Recent years have witnessed a renewed interest in hypersonic flight. For instance, commercial aircraft manufacturers are heavily investing in hypersonic technology that can drastically cut down intercontinental passenger flight time making same-day global round trips a reality. Also access to space has become more attractive for private companies which are largely investing in reusable launchers to lower the costs. These engineering applications call for a more in depth understanding of the flow physics and modelling of high-speed flows. The progress of computational fluid dynamics (CFD) and High-Performance Computing in the past three decades has boosted large-scale high-fidelity simulations of high-speed flows. However, many aspects of high-speed flows are still not well understood, especially those related to boundary layer transition, shock-wave/boundary layer interaction, non-equilibrium thermodynamics and fluid-structure interaction. In terms of engineering applications, classical turbulence models for compressible flows often rely on simple compressibility corrections whose validity is not always clear.
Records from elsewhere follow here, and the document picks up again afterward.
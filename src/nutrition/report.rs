use crate::error::Result;
use crate::models::{DailyTotals, UserProfile};
use crate::nutrition::feedback::Feedback;
use crate::nutrition::recommendation::{RecommendedIntake, recommend};
use crate::state::MealLog;

/// Intake compared against the recommendation for one day.
#[derive(Debug, Clone, Copy, PartialEq)]
pub struct DailyReport {
    pub totals: DailyTotals,
    pub recommended: RecommendedIntake,
    pub feedback: Feedback,
}

impl DailyReport {
    pub fn build(profile: &UserProfile, meals: &MealLog) -> Result<Self> {
        let recommended = recommend(profile)?;
        let totals = meals.totals();
        let feedback = Feedback::classify(&totals, &recommended)?;

        Ok(Self {
            totals,
            recommended,
            feedback,
        })
    }
}

#[cfg(test)]
mod tests {
    use super::*;
    use crate::error::TrackerError;
    use crate::models::Gender;

    #[test]
    fn test_report_with_empty_log() {
        let profile = UserProfile::new(180.0, 80.0, 30.0, Gender::Male);
        let report = DailyReport::build(&profile, &MealLog::default()).unwrap();

        assert_eq!(report.totals, DailyTotals::default());
        assert_eq!(report.recommended.calories, 2224.0);
        assert_eq!(report.feedback, Feedback::UnderTarget);
    }

    #[test]
    fn test_report_requires_profile() {
        let mut meals = MealLog::default();
        meals.add("아몬드").unwrap();
        assert!(matches!(
            DailyReport::build(&UserProfile::default(), &meals),
            Err(TrackerError::ProfileIncomplete)
        ));
    }
}
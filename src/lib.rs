pub mod cli;
pub mod config;
pub mod error;
pub mod interface;
pub mod lotto;
pub mod models;
pub mod nutrition;
pub mod state;

pub use error::{Result, TrackerError};
pub use models::{Food, MealEntry, UserProfile};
This mini-symposium will target and communicate on the progress in CFD for supersonic and hypersonic aerodynamics.

Topics of interest of this mini-symposium include, but are not limited to:

  • High-performance computing of high-speed flows
  • Numerical schemes, models and algorithms
  • Shock-wave/boundary layer interaction
  • Turbulence modelling for high-speed flows
  • Fluid-structure interaction for high-speed flows
  • Laminar-to-turbulent transition for high-speed flows
  • Application of CFD to supersonic/hypersonic engineering

MS6: High order Finite Difference schemes for large scale CFD simulations

  • Organisers:
    • Sylvain Laizet, Turbulence Simulation Group, Department of Aeronautics, Imperial College London, UK
    • Andrew P. S. Wheeler, Whittle Laboratory, Department of Engineering, Cambridge University. UK

For fundamental turbulent flows in academic configurations, the usefulness of highly accurate numerical schemes for high-fidelity simulations (Direct and Large Eddy Simulations DNS/LES) is now fully recognised. For very simplified geometries, in terms of accuracy and computational efficiency, the most spectacular gain is obtained using spectral methods based on Fourier or Chebyshev representation. Unfortunately, for fundamental problems with complex geometries, the full spectral approach is no longer viable, especially for large-scale CFD simulations. It is well-established that high-order finite-difference schemes on structured meshes is now a credible option to spectral methods for large scale CFD simulations. This is mainly due to their ability in resolving small turbulent scales close to the mesh size, their low truncation error, their easiness of implementation, their simplicity and their low cost. This mini-symposium will present several tools based on high-order finite-difference schemes to perform large-scale high-fidelity simulations of turbulent flows with practical applications.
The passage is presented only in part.